En el recordado lote de artistas, políticos y más de un curioso de ocasión venían todos los presidentes que tendría el peronismo, salvo al actual Néstor Kirchner (Perón, Héctor Cámpora, Raúl Lastiri, «Isabelita», Carlos Menem), pero todos fueron separados del matrimonio Perón. «¡Ustedes todos al colectivo!» -indicó Salas al conjunto-. A Perón e Isabel les indicaron que debían quedarse por «seguridad» en el hotel de Ezeiza. Los subieron a un Ford Fairlaine y los llevaron con López Rega. «Dos acompañantes, nada más.» Uno sería De Bogetich, el otro Jorge Llanpart -que lo contaba ayer en recuerdos del Día de la Militancia-, a quien «Daniel» le dijo: «Vos pibe pedí a tu familia que te traiga ropa que esta noche te quedás acá». Llanpart, hijo de un militar, logró equiparse en pocas horas para acompañar a Perón en su primer día en el país, aislado por el gobierno de Lanusse con el argumento de la seguridad con tanta pompa que entonces y después se habló de una virtual detención.

El temor del atentado ganó al grupo que esperaba la llegada de delegados propios y del gobierno -el más recordado, el brigadier
Ezequiel Martínez, que sería candidato oficial a la presidencia-. Aislados del resto del mundo, salvo el cerco de custodios que entraban y salían del hotel en una flota de autos Torino, De Bogetich se apuraba por la indefensión de su jefe, que sentado en la cama daba instrucciones sobre a quién quería recibir y a quién no.

De pronto aparece «Daniel» y anuncia:
«General, está acá el doctor Frondizi, que quiere saludarlo». «¿Quién? ¡Que pase!» Perón y Frondizi venían enredados en la misma historia desde hacía 25 años. Perón lo había perseguido siendo gobierno pero en el exilio le había permitido ganar la presidencia tras el pacto de 1958. Pasaron décadas entendiéndose por intermediarios -el más importante, Rogelio Frigerio, gerente hasta financiero del acuerdo de Caracas que lo había hecho presidente, pero recién se conocieron en mayo de 1972, pocos meses antes del retorno del General al país-.

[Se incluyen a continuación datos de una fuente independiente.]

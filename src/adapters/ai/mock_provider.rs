//! Mock AI Provider for testing.
//!
//! Provides a configurable mock implementation of the AIProvider port,
//! allowing tests to run without calling the real OpenAI API.
//!
//! # Features
//!
//! - Queued responses, each with its own response id
//! - Empty-output responses for the no-content path
//! - Error injection for resilience testing
//! - Call tracking for verification
//!
//! # Example
//!
//! ```ignore
//! let provider = MockAIProvider::new()
//!     .with_response("Hi! What do you usually use a pen for?\nStage: Discovery; Interest: warm");
//!
//! let response = provider.complete(request).await?;
//! assert_eq!(response.id, "resp_mock_1");
//! ```

use async_trait::async_trait;
use std::collections::VecDeque;
use std::sync::atomic::{AtomicUsize, Ordering};
use std::sync::{Arc, Mutex, MutexGuard};
use std::time::Duration;
use tokio::time::sleep;

use crate::ports::{
    AIError, AIProvider, CompletionRequest, CompletionResponse, OutputContent, OutputItem,
    TokenUsage,
};

/// Model name the mock accepts unless told otherwise.
pub const MOCK_MODEL: &str = "mock-model-1";

/// Mock AI provider for testing.
#[derive(Debug, Clone)]
pub struct MockAIProvider {
    /// Pre-configured responses (consumed in order).
    responses: Arc<Mutex<VecDeque<MockResponse>>>,
    models: Vec<String>,
    delay: Duration,
    /// Call history for verification.
    calls: Arc<Mutex<Vec<CompletionRequest>>>,
    issued: Arc<AtomicUsize>,
}

/// A configured mock response.
#[derive(Debug, Clone)]
pub enum MockResponse {
    /// A message with one output_text part.
    Text { text: String, usage: TokenUsage },
    /// A response with no message output at all.
    EmptyOutput,
    Error(MockError),
}

/// Mock error types for testing error handling.
#[derive(Debug, Clone)]
pub enum MockError {
    RateLimited { retry_after_secs: u32 },
    Unavailable { message: String },
    AuthenticationFailed,
    Network { message: String },
    /// Simulate a rejected request, e.g. an unknown continuation token.
    InvalidRequest { message: String },
    Timeout { timeout_secs: u32 },
}

impl From<MockError> for AIError {
    fn from(err: MockError) -> Self {
        match err {
            MockError::RateLimited { retry_after_secs } => AIError::rate_limited(retry_after_secs),
            MockError::Unavailable { message } => AIError::unavailable(message),
            MockError::AuthenticationFailed => AIError::AuthenticationFailed,
            MockError::Network { message } => AIError::network(message),
            MockError::InvalidRequest { message } => AIError::invalid_request(message),
            MockError::Timeout { timeout_secs } => AIError::Timeout { timeout_secs },
        }
    }
}

impl Default for MockAIProvider {
    fn default() -> Self {
        Self::new()
    }
}

fn locked<T>(mutex: &Mutex<T>) -> MutexGuard<'_, T> {
    mutex.lock().unwrap_or_else(|poisoned| poisoned.into_inner())
}

impl MockAIProvider {
    pub fn new() -> Self {
        Self {
            responses: Arc::new(Mutex::new(VecDeque::new())),
            models: vec![MOCK_MODEL.to_string()],
            delay: Duration::ZERO,
            calls: Arc::new(Mutex::new(Vec::new())),
            issued: Arc::new(AtomicUsize::new(0)),
        }
    }

    /// Queues a successful response whose only output is `text`.
    pub fn with_response(self, text: impl Into<String>) -> Self {
        self.with_response_usage(text, TokenUsage::new(10, 20))
    }

    pub fn with_response_usage(self, text: impl Into<String>, usage: TokenUsage) -> Self {
        self.push(MockResponse::Text {
            text: text.into(),
            usage,
        })
    }

    /// Queues a response with an empty output list.
    pub fn with_empty_output(self) -> Self {
        self.push(MockResponse::EmptyOutput)
    }

    pub fn with_error(self, error: MockError) -> Self {
        self.push(MockResponse::Error(error))
    }

    /// Adds a model name the mock accepts.
    pub fn with_supported_model(mut self, model: impl Into<String>) -> Self {
        self.models.push(model.into());
        self
    }

    /// Sets simulated latency per request.
    pub fn with_delay(mut self, delay: Duration) -> Self {
        self.delay = delay;
        self
    }

    pub fn call_count(&self) -> usize {
        locked(&self.calls).len()
    }

    /// Returns all recorded calls.
    pub fn get_calls(&self) -> Vec<CompletionRequest> {
        locked(&self.calls).clone()
    }

    /// The most recent call, if any.
    pub fn last_call(&self) -> Option<CompletionRequest> {
        locked(&self.calls).last().cloned()
    }

    pub fn clear_calls(&self) {
        locked(&self.calls).clear();
    }

    fn push(self, response: MockResponse) -> Self {
        locked(&self.responses).push_back(response);
        self
    }

    fn next_response(&self) -> MockResponse {
        locked(&self.responses)
            .pop_front()
            .unwrap_or_else(|| MockResponse::Text {
                text: "Mock response".to_string(),
                usage: TokenUsage::new(5, 10),
            })
    }

    fn next_id(&self) -> String {
        format!("resp_mock_{}", self.issued.fetch_add(1, Ordering::SeqCst) + 1)
    }
}

#[async_trait]
impl AIProvider for MockAIProvider {
    async fn complete(&self, request: CompletionRequest) -> Result<CompletionResponse, AIError> {
        let model = request.model.clone();
        locked(&self.calls).push(request);

        if !self.delay.is_zero() {
            sleep(self.delay).await;
        }

        let (output, usage) = match self.next_response() {
            MockResponse::Text { text, usage } => (
                vec![OutputItem::Message {
                    content: vec![OutputContent::OutputText { text }],
                }],
                usage,
            ),
            MockResponse::EmptyOutput => (Vec::new(), TokenUsage::zero()),
            MockResponse::Error(err) => return Err(err.into()),
        };

        Ok(CompletionResponse {
            id: self.next_id(),
            model,
            output,
            usage,
        })
    }

    fn supports_model(&self, model: &str) -> bool {
        self.models.iter().any(|m| m == model)
    }
}
static STANDARD_SCRIPT: Lazy<SalesScript> = Lazy::new(|| SalesScript {
    rules: vec![
        StageRule {
            stage: SalesStage::Discovery,
            directive: "Find out what the customer needs the pen for. Ask exactly one question about pen usage. Do not ask about pen usage in any other stage.",
            entry: EntryCondition {
                description: "The customer greets you or starts the conversation (e.g. \"Hi\", \"Hello\").",
                admits: enters_discovery,
            },
            required: &[USAGE_QUESTION],
            forbidden: FORBIDDEN_IN_DISCOVERY,
            exact_questions: Some(1),
        },
        StageRule {
            stage: SalesStage::Presentation,
            directive: "Present the pen's luxury features and link them to the customer's need (e.g. \"perfect for signing\"). Mention the $5000 price, titanium case, diamonds, black ink, or premium quality. Then ask ONLY \"How does that sound?\".",
            entry: EntryCondition {
                description: "The customer answers the discovery question (e.g. \"signing\", \"for work\") or asks about price or features (e.g. \"How much is the pen?\").",
                admits: enters_presentation,
            },
            required: &[PRODUCT_FEATURE, TEMPERATURE_CHECK],
            forbidden: FORBIDDEN_IN_PRESENTATION,
            exact_questions: None,
        },
        StageRule {
            stage: SalesStage::Commitment,
            directive: "Acknowledge their excitement, then ask \"Do you have any questions?\". Answer questions directly. When they have no more questions, ask \"Would you like me to send you the link?\".",
            entry: EntryCondition {
                description: "The customer responds positively to \"how does that sound\" (e.g. \"yes\", \"nice\"), asks a follow-up question, or says they have no more questions.",
                admits: enters_commitment,
            },
            required: &[COMMITMENT_CLOSER],
            forbidden: FORBIDDEN_IN_COMMITMENT,
            exact_questions: None,
        },
        StageRule {
            stage: SalesStage::Action,
            directive: "Close the sale only. Provide the link (\"Here's your link\"), mention the purchase, or say how long the offer is valid for. Never ask again whether to send the link.",
            entry: EntryCondition {
                description: "The customer says yes to \"Would you like me to send you the link?\", asks for the link or to buy (e.g. \"Yes send link\", \"I want to buy\"), or responds positively after an objection was handled.",
                admits: enters_action,
            },
            required: &[ACTION_CLOSER],
            forbidden: FORBIDDEN_IN_ACTION,
            exact_questions: None,
        },
        StageRule {
            stage: SalesStage::Objection,
            directive: "Handle the concern with the five-step micro-script. Do not offer alternatives; stick to selling this pen. Do not ask \"Do you have any questions?\".",
            entry: EntryCondition {
                description: "The customer raises a concern or negative feedback (e.g. \"too expensive\", \"not good\"). Simple yes/no answers are normal flow, not objections.",
                admits: enters_objection,
            },
            required: &[ACKNOWLEDGEMENT, READINESS_CHECK],
            forbidden: FORBIDDEN_IN_OBJECTION,
            exact_questions: None,
        },
    ],
});
//! Script conformance checks for a reply's customer-facing text.

use serde::Serialize;
use std::fmt;

use super::script::SalesScript;
use super::signals::normalize;
use super::stage::SalesStage;

/// One way a message broke its stage's rule.
#[derive(Debug, Clone, PartialEq, Eq, Serialize)]
#[serde(tag = "kind", rename_all = "snake_case")]
pub enum ScriptViolation {
    MissingRequiredPhrase {
        stage: SalesStage,
        family: &'static str,
    },
    ForbiddenPhrase {
        stage: SalesStage,
        phrase: &'static str,
    },
    QuestionCount {
        stage: SalesStage,
        expected: usize,
        found: usize,
    },
}

impl fmt::Display for ScriptViolation {
    fn fmt(&self, f: &mut fmt::Formatter<'_>) -> fmt::Result {
        match self {
            Self::MissingRequiredPhrase { stage, family } => {
                write!(f, "{stage} reply is missing a {family} phrase")
            }
            Self::ForbiddenPhrase { stage, phrase } => {
                write!(f, "{stage} reply uses forbidden phrase {phrase:?}")
            }
            Self::QuestionCount {
                stage,
                expected,
                found,
            } => write!(f, "{stage} reply asks {found} questions, expected {expected}"),
        }
    }
}

/// Checks `message` against the rule for `stage`.
///
/// Returns every violation found, not just the first.
pub fn validate(stage: SalesStage, message: &str) -> Result<(), Vec<ScriptViolation>> {
    let rule = SalesScript::standard().rule(stage);
    let text = normalize(message);
    let mut violations = Vec::new();

    for family in rule.required {
        if family.find_in(&text).is_none() {
            violations.push(ScriptViolation::MissingRequiredPhrase {
                stage,
                family: family.name,
            });
        }
    }

    for phrase in rule.forbidden_phrases() {
        if text.contains(phrase) {
            violations.push(ScriptViolation::ForbiddenPhrase { stage, phrase });
        }
    }

    if let Some(expected) = rule.exact_questions {
        let found = text.matches('?').count();
        if found != expected {
            violations.push(ScriptViolation::QuestionCount {
                stage,
                expected,
                found,
            });
        }
    }

    if violations.is_empty() {
        Ok(())
    } else {
        Err(violations)
    }
}

#[cfg(test)]
mod tests {
    use super::*;

    fn violations(stage: SalesStage, message: &str) -> Vec<ScriptViolation> {
        validate(stage, message).err().unwrap_or_default()
    }

    mod discovery {
        use super::*;

        #[test]
        fn single_usage_question_conforms() {
            assert!(validate(
                SalesStage::Discovery,
                "Hi there! What do you usually use a pen for?"
            )
            .is_ok());
        }

        #[test]
        fn two_questions_violate() {
            let found = violations(
                SalesStage::Discovery,
                "Hi! How are you? What do you usually use a pen for?",
            );
            assert!(found.contains(&ScriptViolation::QuestionCount {
                stage: SalesStage::Discovery,
                expected: 1,
                found: 2,
            }));
        }

        #[test]
        fn every_later_closer_is_forbidden() {
            let script = SalesScript::standard();
            let closers = script
                .rule(SalesStage::Commitment)
                .required
                .iter()
                .chain(script.rule(SalesStage::Action).required)
                .chain(
                    script
                        .rule(SalesStage::Presentation)
                        .required
                        .iter()
                        .filter(|family| family.name == "temperature check"),
                )
                .flat_map(|family| family.phrases.iter());

            for phrase in closers {
                let message = format!("What do you usually use a pen for? {phrase}");
                let found = violations(SalesStage::Discovery, &message);
                assert!(
                    found.iter().any(|v| matches!(
                        v,
                        ScriptViolation::ForbiddenPhrase { stage: SalesStage::Discovery, .. }
                    )),
                    "{phrase} passed in Discovery"
                );
            }
        }

        #[test]
        fn shared_phrase_is_reported_once() {
            let found = violations(
                SalesStage::Discovery,
                "What do you use a pen for? Should I send you the link",
            );
            let reported = found
                .iter()
                .filter(|v| matches!(v, ScriptViolation::ForbiddenPhrase { phrase, .. } if *phrase == "should i send you the link"))
                .count();
            assert_eq!(reported, 1);
        }

        #[test]
        fn temperature_check_is_forbidden() {
            let found = violations(
                SalesStage::Discovery,
                "What do you use a pen for? How does that sound",
            );
            assert!(found
                .iter()
                .any(|v| matches!(v, ScriptViolation::ForbiddenPhrase { phrase, .. } if *phrase == "how does that sound")));
        }
    }

    mod presentation {
        use super::*;

        #[test]
        fn features_with_temperature_check_conform() {
            assert!(validate(
                SalesStage::Presentation,
                "Perfect for signing! It's a $5000 titanium pen with hand-set diamonds. How does that sound?"
            )
            .is_ok());
        }

        #[test]
        fn any_questions_is_forbidden() {
            let found = violations(
                SalesStage::Presentation,
                "It's titanium with diamonds. How does that sound? Any questions?",
            );
            assert_eq!(
                found,
                vec![ScriptViolation::ForbiddenPhrase {
                    stage: SalesStage::Presentation,
                    phrase: "any questions",
                }]
            );
        }

        #[test]
        fn missing_temperature_check_is_reported() {
            let found = violations(SalesStage::Presentation, "It's a titanium pen.");
            assert_eq!(
                found,
                vec![ScriptViolation::MissingRequiredPhrase {
                    stage: SalesStage::Presentation,
                    family: "temperature check",
                }]
            );
        }
    }

    mod closing_stages {
        use super::*;

        #[test]
        fn commitment_invitation_conforms() {
            assert!(validate(
                SalesStage::Commitment,
                "Looks like you're excited about our pen! Do you have any questions?"
            )
            .is_ok());
        }

        #[test]
        fn action_with_link_conforms() {
            assert!(validate(
                SalesStage::Action,
                "Here's your link: https://example.com/pen. The offer is valid for 24 hours."
            )
            .is_ok());
        }

        #[test]
        fn action_must_not_reoffer_link() {
            let found = violations(
                SalesStage::Action,
                "Great! Should I send you the link to purchase?",
            );
            assert_eq!(
                found,
                vec![ScriptViolation::ForbiddenPhrase {
                    stage: SalesStage::Action,
                    phrase: "should i send you the link",
                }]
            );
        }

        #[test]
        fn objection_handling_conforms() {
            assert!(validate(
                SalesStage::Objection,
                "I understand, it's an investment. The titanium and diamonds make it last a lifetime, perfect for your signing. Does that sound good? Would you like me to send you the link?"
            )
            .is_ok());
        }

        #[test]
        fn objection_without_acknowledgement_is_reported() {
            let found = violations(SalesStage::Objection, "It's worth it. Does that sound good?");
            assert_eq!(found.len(), 1);
            assert!(found[0].to_string().contains("acknowledgement"));
        }
    }
}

El encuentro lo habían armado el 13 de mayo de ese año Frigerio y el misterioso empresario
Giancarlo Elia Valori - el mismo que actuó de enlace para el viaje de retorno entre Licio Gelli (maestro de la P-2) y el grupo Fiat, que puso el avión para trasladarlo a Perón entre Madrid y Roma y después la nave de Alitalia que lo trajo de Roma a Buenos Aires. Lo que hablaron ya se contó y es hoy intrascendente, como casi todo lo de aquellos días, salvo las anécdotas triviales, personales, secundarias, no la letra sino la música que las acompañó.